Broad Oak: your emotional support animal

Saturday, November 22, 2014

The mendacity of institutions

It is more from carelessness about truth than from intentional lying that there is so much falsehood in the world.
Samuel Johnson quoted in Boswell's Life of Samuel Johnson

Memories of my younger days suggest that institutions had more integrity than is the case today. The Post Office, the BBC, the AA, the police, the local council and even the government may have been stuffy and somewhat inefficient, but were not generally regarded as mendacious.

Today institutions have changed for the worse – they tell lies. Usually lies of omission, Johnson's carelessness perhaps, but still lies. I could be looking back through rose-tinted spectacles of course, but I’m not too sentimental, I don’t actually want to go back to driving an Austin A40. In any case, there is a reasonable explanation for the mendacity of modern institutions and that’s public relations.
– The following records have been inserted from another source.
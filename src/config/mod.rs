use std::env;

/// 配置加载错误
#[derive(Debug, thiserror::Error)]
pub enum ConfigError {
    #[error("missing environment variable {0}")]
    Missing(&'static str),
    #[error("invalid value for {name}: {value}")]
    Invalid { name: &'static str, value: String },
}

/// SMTP 邮件配置，MAIL_HOST 未设置时为 None
#[derive(Debug, Clone)]
pub struct MailConfig {
    pub host: String,
    pub port: u16,
    pub username: Option<String>,
    pub password: Option<String>,
    pub from_address: String,
}

#[derive(Debug, Clone)]
pub struct Config {
    pub database_url: String,
    pub redis_url: String,
    pub jwt_secret: String,
    pub access_token_ttl_secs: u64,
    pub refresh_token_ttl_secs: u64,
    pub temp_token_ttl_secs: u64,
    pub server_host: String,
    pub server_port: u16,
    pub api_base_uri: String,
    pub cors_origin: Option<String>,
    pub cookie_secure: bool,
    pub bcrypt_cost: u32,
    pub mail: Option<MailConfig>,
}

const DEFAULT_ACCESS_TOKEN_TTL_SECS: u64 = 15 * 60;
const DEFAULT_REFRESH_TOKEN_TTL_SECS: u64 = 7 * 24 * 3600;
const DEFAULT_TEMP_TOKEN_TTL_SECS: u64 = 5 * 60;
/// 令牌有效期上限 (一年)
pub const MAX_TTL_SECS: u64 = 365 * 24 * 3600;
const DEFAULT_SERVER_PORT: u16 = 5000;
const DEFAULT_MAIL_PORT: u16 = 587;
const DEFAULT_FROM_ADDRESS: &str = "noreply@syncup.local";

impl Config {
    pub fn from_env() -> Result<Self, ConfigError> {
        dotenv::dotenv().ok();

        let jwt_secret = required("JWT_SECRET")?;
        if jwt_secret.trim().is_empty() {
            return Err(ConfigError::Invalid {
                name: "JWT_SECRET",
                value: String::new(),
            });
        }

        Ok(Config {
            database_url: required("DATABASE_URL")?,
            redis_url: required("REDIS_URL")?,
            jwt_secret,
            access_token_ttl_secs: ttl_secs("ACCESS_TOKEN_TTL_SECS", DEFAULT_ACCESS_TOKEN_TTL_SECS)?,
            refresh_token_ttl_secs: ttl_secs("REFRESH_TOKEN_TTL_SECS", DEFAULT_REFRESH_TOKEN_TTL_SECS)?,
            temp_token_ttl_secs: ttl_secs("TEMP_TOKEN_TTL_SECS", DEFAULT_TEMP_TOKEN_TTL_SECS)?,
            server_host: env::var("SERVER_HOST").unwrap_or_else(|_| "::".to_string()),
            server_port: parsed("BACKEND_PORT", DEFAULT_SERVER_PORT)?,
            api_base_uri: env::var("API_BASE_URI").unwrap_or_else(|_| "/api/v1".to_string()),
            cors_origin: env::var("CORS_ORIGIN").ok().filter(|o| !o.is_empty()),
            cookie_secure: parsed("COOKIE_SECURE", true)?,
            bcrypt_cost: parsed("BCRYPT_COST", bcrypt::DEFAULT_COST)?,
            mail: mail_from_env()?,
        })
    }

    /// 认证路由前缀，例如 `/api/v1/auth`
    pub fn auth_path(&self) -> String {
        format!("{}/auth", self.api_base_uri.trim_end_matches('/'))
    }
}

fn required(name: &'static str) -> Result<String, ConfigError> {
    env::var(name).map_err(|_| ConfigError::Missing(name))
}

fn parsed<T: std::str::FromStr>(name: &'static str, default: T) -> Result<T, ConfigError> {
    match env::var(name) {
        Ok(value) => value
            .trim()
            .parse()
            .map_err(|_| ConfigError::Invalid { name, value }),
        Err(_) => Ok(default),
    }
}

fn ttl_secs(name: &'static str, default: u64) -> Result<u64, ConfigError> {
    check_ttl(name, parsed(name, default)?)
}

/// 有效期必须在 1 秒到 MAX_TTL_SECS 之间
fn check_ttl(name: &'static str, secs: u64) -> Result<u64, ConfigError> {
    if (1..=MAX_TTL_SECS).contains(&secs) {
        Ok(secs)
    } else {
        Err(ConfigError::Invalid {
            name,
            value: secs.to_string(),
        })
    }
}

fn mail_from_env() -> Result<Option<MailConfig>, ConfigError> {
    let Some(host) = env::var("MAIL_HOST").ok().filter(|h| !h.is_empty()) else {
        return Ok(None);
    };
    let username = env::var("MAILER_ID").ok();
    Ok(Some(MailConfig {
        host,
        port: parsed("MAIL_PORT", DEFAULT_MAIL_PORT)?,
        from_address: username
            .clone()
            .unwrap_or_else(|| DEFAULT_FROM_ADDRESS.to_string()),
        username,
        password: env::var("MAILER_PASSWORD").ok(),
    }))
}
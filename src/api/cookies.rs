use axum_extra::extract::cookie::{Cookie, SameSite};

use crate::config::Config;
use crate::infrastructure::TokenPair;

/// 访问令牌
pub const ACCESS_COOKIE: &str = "a_t";
/// 刷新令牌
pub const REFRESH_COOKIE: &str = "r_t";
/// 两步验证临时令牌
pub const TEMP_COOKIE: &str = "t_t";

fn path_for(config: &Config, name: &'static str) -> String {
    match name {
        REFRESH_COOKIE => config.auth_path(),
        TEMP_COOKIE => format!("{}/verify-otp", config.auth_path()),
        _ => "/".to_string(),
    }
}

fn build(config: &Config, name: &'static str, value: String, max_age_secs: i64) -> Cookie<'static> {
    Cookie::build((name, value))
        .path(path_for(config, name))
        .http_only(true)
        .secure(config.cookie_secure)
        .same_site(SameSite::Strict)
        .max_age(time::Duration::seconds(max_age_secs))
        .build()
}

pub fn access_cookie(config: &Config, token: String) -> Cookie<'static> {
    build(config, ACCESS_COOKIE, token, config.access_token_ttl_secs as i64)
}

pub fn refresh_cookie(config: &Config, token: String) -> Cookie<'static> {
    build(config, REFRESH_COOKIE, token, config.refresh_token_ttl_secs as i64)
}

pub fn temp_cookie(config: &Config, token: String) -> Cookie<'static> {
    build(config, TEMP_COOKIE, token, config.temp_token_ttl_secs as i64)
}

/// 同路径的空值 Cookie，Max-Age=0
pub fn removal_cookie(config: &Config, name: &'static str) -> Cookie<'static> {
    build(config, name, String::new(), 0)
}

/// 登录成功后下发的两个令牌 Cookie
pub fn session_cookies(config: &Config, pair: TokenPair) -> [Cookie<'static>; 2] {
    [
        access_cookie(config, pair.access_token),
        refresh_cookie(config, pair.refresh_token),
    ]
}
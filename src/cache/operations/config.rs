use crate::cache::keys::GLOBAL_CONFIG_KEY;
use crate::cache::operations::set_json;
use crate::cache::{Cache, CacheError};
use crate::database::models::config::GlobalConfigEntity;

/// 全局配置缓存时间 (24小时)
pub const GLOBAL_CONFIG_TTL_SECS: u64 = 24 * 3600;

/// 全局配置缓存操作
pub struct ConfigCacheOperations;

impl ConfigCacheOperations {
    /// 用数据库最新值覆盖缓存
    pub async fn replace(cache: &dyn Cache, config: &GlobalConfigEntity) -> Result<(), CacheError> {
        cache.delete(GLOBAL_CONFIG_KEY).await?;
        set_json(cache, GLOBAL_CONFIG_KEY, config, Some(GLOBAL_CONFIG_TTL_SECS)).await
    }

    pub async fn invalidate(cache: &dyn Cache) -> Result<(), CacheError> {
        cache.delete(GLOBAL_CONFIG_KEY).await
    }
}
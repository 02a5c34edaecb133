use axum::Json;
use axum::{
    http::StatusCode,
    response::{IntoResponse, Response},
};
use serde::Serialize;
use utoipa::ToSchema;

use crate::cache::CacheError;
use crate::infrastructure::crypto::CryptoError;

#[derive(Debug, thiserror::Error)]
pub enum AppError {
    #[error("Invalid email or password")]
    InvalidCredentials,
    #[error("Unauthorized")]
    Unauthorized,
    #[error("{}", .0.as_deref().unwrap_or("You are banned from this platform"))]
    Banned(Option<String>),
    #[error("Email already registered")]
    EmailTaken,
    #[error("OTP already sent, please wait before requesting again")]
    OtpAlreadySent,
    #[error("OTP expired or not found")]
    OtpNotFound,
    #[error("Invalid OTP, attempts left {left}")]
    InvalidOtp { left: u32 },
    #[error("Too many attempts, please request a new OTP")]
    TooManyAttempts,
    #[error("User not found")]
    UserNotFound,
    #[error("{0} not found")]
    NotFound(&'static str),
    #[error("{0}")]
    Validation(String),
    #[error("Maintenance mode is enabled")]
    Maintenance,
    #[error("database error: {0}")]
    Database(#[from] sqlx::Error),
    #[error("cache error: {0}")]
    Cache(#[from] CacheError),
    #[error("token error: {0}")]
    Token(#[from] jsonwebtoken::errors::Error),
    #[error("crypto error: {0}")]
    Crypto(#[from] CryptoError),
    #[error("password hashing error: {0}")]
    Password(#[from] bcrypt::BcryptError),
    #[error("serialization error: {0}")]
    Serialization(#[from] serde_json::Error),
}

pub type AppResult<T> = Result<T, AppError>;

/// 统一的错误响应体
#[derive(Debug, Serialize, ToSchema)]
pub struct ErrorResponse {
    pub success: bool,
    pub status: u16,
    pub code: String,
    pub message: String,
}

impl AppError {
    pub fn status_and_code(&self) -> (StatusCode, &'static str) {
        match self {
            AppError::InvalidCredentials => (StatusCode::UNAUTHORIZED, "INVALID_EMAIL_OR_PASSWORD"),
            AppError::Unauthorized => (StatusCode::UNAUTHORIZED, "UNAUTHORIZED"),
            AppError::Banned(_) => (StatusCode::FORBIDDEN, "USER_BANNED"),
            AppError::EmailTaken => (StatusCode::CONFLICT, "EMAIL_ALREADY_REGISTERED"),
            AppError::OtpAlreadySent => (StatusCode::TOO_MANY_REQUESTS, "OTP_ALREADY_SENT"),
            AppError::OtpNotFound => (StatusCode::BAD_REQUEST, "OTP_NOT_FOUND"),
            AppError::InvalidOtp { .. } => (StatusCode::BAD_REQUEST, "INVALID_OTP"),
            AppError::TooManyAttempts => (StatusCode::TOO_MANY_REQUESTS, "TOO_MANY_ATTEMPTS"),
            AppError::UserNotFound => (StatusCode::NOT_FOUND, "USER_NOT_FOUND"),
            AppError::NotFound(_) => (StatusCode::NOT_FOUND, "NOT_FOUND"),
            AppError::Validation(_) => (StatusCode::BAD_REQUEST, "VALIDATION_ERROR"),
            AppError::Maintenance => (StatusCode::SERVICE_UNAVAILABLE, "MAINTENANCE_MODE"),
            AppError::Database(err) if is_unique_violation(err) => {
                (StatusCode::CONFLICT, "CONFLICT")
            }
            AppError::Database(_)
            | AppError::Cache(_)
            | AppError::Token(_)
            | AppError::Crypto(_)
            | AppError::Password(_)
            | AppError::Serialization(_) => (StatusCode::INTERNAL_SERVER_ERROR, "INTERNAL_ERROR"),
        }
    }
}

/// 唯一约束冲突 (PostgreSQL 23505)
pub fn is_unique_violation(err: &sqlx::Error) -> bool {
    match err {
        sqlx::Error::Database(db_err) => db_err.is_unique_violation(),
        _ => false,
    }
}

impl IntoResponse for AppError {
    fn into_response(self) -> Response {
        let (status, code) = self.status_and_code();

        let message = if status.is_server_error() {
            tracing::error!(error = %self, "request failed");
            "Internal server error".to_string()
        } else if status == StatusCode::CONFLICT && matches!(self, AppError::Database(_)) {
            "Resource already exists".to_string()
        } else {
            self.to_string()
        };

        let body = Json(ErrorResponse {
            success: false,
            status: status.as_u16(),
            code: code.to_string(),
            message,
        });

        (status, body).into_response()
    }
}
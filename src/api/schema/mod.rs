// API 数据传输对象模块
// 包含所有与前端交互的数据结构

pub mod auth;
pub mod common;
pub mod diary;

// 重新导出常用类型
pub use auth::*;
pub use common::*;
pub use diary::*;
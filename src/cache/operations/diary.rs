use crate::cache::keys::diary_entries_key;
use crate::cache::operations::{get_json, set_json};
use crate::cache::{Cache, CacheError};
use crate::database::models::diary::DiaryEntryEntity;

/// 日记列表缓存时间 (1小时)
pub const DIARY_ENTRIES_TTL_SECS: u64 = 3600;

/// 日记列表缓存操作
pub struct DiaryCacheOperations;

impl DiaryCacheOperations {
    pub async fn get_entries(
        cache: &dyn Cache,
        user_id: &str,
    ) -> Result<Option<Vec<DiaryEntryEntity>>, CacheError> {
        get_json(cache, &diary_entries_key(user_id)).await
    }

    pub async fn cache_entries(
        cache: &dyn Cache,
        user_id: &str,
        entries: &[DiaryEntryEntity],
    ) -> Result<(), CacheError> {
        set_json(
            cache,
            &diary_entries_key(user_id),
            &entries,
            Some(DIARY_ENTRIES_TTL_SECS),
        )
        .await
    }

    /// 用户日记发生变更后删除列表缓存
    pub async fn invalidate(cache: &dyn Cache, user_id: &str) {
        if let Err(e) = cache.delete(&diary_entries_key(user_id)).await {
            tracing::warn!("Failed to invalidate diary cache for user {}: {}", user_id, e);
        }
    }
}
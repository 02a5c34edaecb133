use async_trait::async_trait;
use sqlx::PgPool;
use uuid::Uuid;

use crate::database::models::session::{NewSession, SessionEntity};

const SESSION_COLUMNS: &str =
    "id, user_id, ip_address, user_agent, is_active, expires_at, created_at, updated_at";

/// 登录会话存储库
#[async_trait]
pub trait SessionRepository: Send + Sync {
    async fn create(&self, session: NewSession) -> Result<SessionEntity, sqlx::Error>;

    async fn find_by_id(&self, id: Uuid) -> Result<Option<SessionEntity>, sqlx::Error>;

    /// 将用户的所有会话置为失效，返回受影响行数
    async fn deactivate_for_user(&self, user_id: Uuid) -> Result<u64, sqlx::Error>;
}

#[derive(Clone)]
pub struct PgSessionRepository {
    pool: PgPool,
}

impl PgSessionRepository {
    pub fn new(pool: PgPool) -> Self {
        Self { pool }
    }
}

#[async_trait]
impl SessionRepository for PgSessionRepository {
    async fn create(&self, session: NewSession) -> Result<SessionEntity, sqlx::Error> {
        sqlx::query_as::<_, SessionEntity>(&format!(
            r#"
            INSERT INTO sessions (id, user_id, ip_address, user_agent, is_active, expires_at)
            VALUES ($1, $2, $3, $4, TRUE, $5)
            RETURNING {SESSION_COLUMNS}
            "#
        ))
        .bind(Uuid::new_v4())
        .bind(session.user_id)
        .bind(&session.ip_address)
        .bind(&session.user_agent)
        .bind(session.expires_at)
        .fetch_one(&self.pool)
        .await
    }

    async fn find_by_id(&self, id: Uuid) -> Result<Option<SessionEntity>, sqlx::Error> {
        sqlx::query_as::<_, SessionEntity>(&format!(
            "SELECT {SESSION_COLUMNS} FROM sessions WHERE id = $1"
        ))
        .bind(id)
        .fetch_optional(&self.pool)
        .await
    }

    async fn deactivate_for_user(&self, user_id: Uuid) -> Result<u64, sqlx::Error> {
        let result = sqlx::query(
            r#"
            UPDATE sessions
            SET is_active = FALSE, updated_at = NOW()
            WHERE user_id = $1 AND is_active
            "#,
        )
        .bind(user_id)
        .execute(&self.pool)
        .await?;

        Ok(result.rows_affected())
    }
}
A few decades ago, institutions may have had their press office to deal with newspaper reporters and even a rare visit by a chap from the BBC, but they were much less inclined to put out a message so dripping with positive spin that it may as well be a barefaced lie.

Modern institutions have their off-days, but are far more inclined to defend the indefensible, if necessary for years. They are far more inclined to put out press releases which don’t even tell half the story, manufacture stories from nothing and generally exaggerate, misinform and mislead.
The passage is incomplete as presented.